Hızla damon un karnına bir tekme attım. Damon bir kaç metre geriye savruldu. Sonra damon hızla bana doğru koşarak geliyordu. Bende hızla koşmaya daşladığımda tam çarpışacakken aramızda bir kalkan gibi birşey belirdi. İkimizde yere düştük. Daha sonra ben hızla toparlanarak Damon un yukarıya kaldırdım ve acı çektirmye başladım. Damon acıyla bağırıyordu. Benimse bırakmaya hiç niyetim yoktu taki Elana yüzüme tekme atana kadar. Yere savrulmuştum. Kısa bir süre sonra Elanayı kaldırarak bir ağaca fırlatmıştım. Sonra koşarak yanına gittim ve karnına tüm gücümle bir tekme attım. Ellena ya kısa bir süre tanıdım. Kendini toparlaması için. Elena ayağa kalktı ve hızla bana doğru koşmaya başladı. Bende ona doğru hızla koşmaya başladığımda ikimizde çok kızgındık. O sırada araya Dael girerek
-Yeter bu kadar. Zafrina sen eve git ben arkandan gelicem.
Hızla oradan uzaklaşmaya başladım. Daellerden uzaklaşmıştım. Ormanda beni bir şeyin takip ettiğini hissettiğimde adımlarım hızlanmıştı. Arkamdan gelen çığlık sesiyle ilkinmiştim.
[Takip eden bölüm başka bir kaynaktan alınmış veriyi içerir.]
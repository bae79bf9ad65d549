//! Reconciliation background worker.

use std::time::{Duration, Instant};

use serde::Serialize;
use tokio::sync::watch;
use tracing::{error, info, instrument, Span};

use super::refresher::{NodeRefresher, RefreshSummary};
use crate::managers::{PowerDecision, PowerManager, WakeupOutcome};

/// What one reconciliation round did.
#[derive(Debug, Clone, Default, PartialEq, Eq, Serialize)]
pub struct RoundReport {
    pub refresh: Option<RefreshSummary>,
    pub wakeup: Option<WakeupOutcome>,
    pub power: Option<PowerDecision>,
    pub errors: Vec<String>,
}

impl RoundReport {
    pub fn is_clean(&self) -> bool {
        self.errors.is_empty()
            && self
                .refresh
                .as_ref()
                .is_none_or(|refresh| refresh.anomalies.is_empty())
    }
}

/// Worker that runs reconciliation rounds until shutdown.
pub struct ReconcileWorker {
    refresher: NodeRefresher,
    power: PowerManager,
    interval: Duration,
    span: Span,
}

impl ReconcileWorker {
    pub fn new(refresher: NodeRefresher, power: PowerManager, interval: Duration, span: Span) -> Self {
        Self {
            refresher,
            power,
            interval,
            span,
        }
    }

    /// Run rounds until shutdown is signaled.
    #[instrument(parent = &self.span, skip(self, shutdown))]
    pub async fn run(&self, mut shutdown: watch::Receiver<bool>) {
        info!(
            interval_secs = self.interval.as_secs(),
            "Starting reconcile worker"
        );

        let mut interval = tokio::time::interval(self.interval);
        interval.set_missed_tick_behavior(tokio::time::MissedTickBehavior::Delay);

        loop {
            tokio::select! {
                _ = interval.tick() => {
                    self.run_once().await;
                }
                _ = shutdown.changed() => {
                    if *shutdown.borrow() {
                        info!("Reconcile worker shutting down");
                        break;
                    }
                }
            }
        }
    }

    /// Run a single round: refresh, periodic wake-up, power management.
    #[instrument(parent = &self.span, skip(self))]
    pub async fn run_once(&self) -> RoundReport {
        let started = Instant::now();
        let mut report = RoundReport::default();

        match self.refresher.refresh_all().await {
            Ok(summary) => report.refresh = Some(summary),
            Err(e) => {
                error!(error = %e, "Failed to refresh nodes");
                report.errors.push(format!("refresh: {e}"));
                return report;
            }
        }

        match self.power.periodic_wakeup().await {
            Ok(outcome) => report.wakeup = Some(outcome),
            Err(e) => {
                error!(error = %e, "Failed to perform periodic wake up");
                report.errors.push(format!("periodic wakeup: {e}"));
            }
        }

        match self.power.power_management().await {
            Ok(decision) => report.power = Some(decision),
            Err(e) => {
                error!(error = %e, "Failed to power manage nodes");
                report.errors.push(format!("power management: {e}"));
            }
        }

        info!(
            elapsed_ms = started.elapsed().as_millis() as u64,
            errors = report.errors.len(),
            "Reconciliation round complete"
        );
        report
    }
}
Arkamı döndüğümde yüzü maskeli bir adam yüzüme sert bir yumruk geçirdi. O kadar sert vurmuştuki orada bayılıp kalmıştım. Gözlerimi açtığımda gözlerim bir bezle bağlanmıştı.etrafımı göremiyordum. Sadece yanımda bir kaç kişinin olduğunu seze biliyordum. Belki bir kız ve bir erkek. Kız kulağıma eğildi ve
-Gelişin sonunu getirdi zafrina bunun farkındasındır umarım.
Ne dediğini anlamıyordum. Dalga geçerek konuşmaya başladım.
-Benim gelişim sizin sonunuzuda yanında getirmiş olmasın?
Bunun ardından suratıma hızla bir yumruk attı. Konuşmadan gitti. Ayaksesleri gidtikçe duyulmaz hale geldi. Birşeyler yapmalıydım. Buradan kurtulmalıydım. Ellerimi biraz zorladığımda ipler kopmuştu. Gözlerimi çözdüm tam kaçacakken içeriye biri girdi. Bu bir kızdı. Saçları kızıldı. uzun boylu ve zayıftı. Odaya girergirmez
-Kahratsin kaçmış.
Ne yani beni göremiyormuydu.
Kısa bir şaşkınlığın ardından kendimi dışarıya attım.Dael kırmızı kafayla konuşuyordu. Gözlerimin içine baktıktan sonra kıza bir yumruk attı. Ardındanda kızla kavga etmeye başladılar. Bende Dael e yardım etmeye çalıştım. Kızın suratın sert bir yumruk indirdikten sonra kız kaçtı. Dael arkasından gitti bir süre sonra tekrar geri geldi.
-Dael beni kaçıran o değildi. Bir erkekti.
Dael biraz durduktan sonra.
-Bir işbirlikçisi olabilir.
Beraber eve gittiğimizde anna beni görünce birden telaşlandı. Suratına sahte bir gülümseme yayarak konuştu.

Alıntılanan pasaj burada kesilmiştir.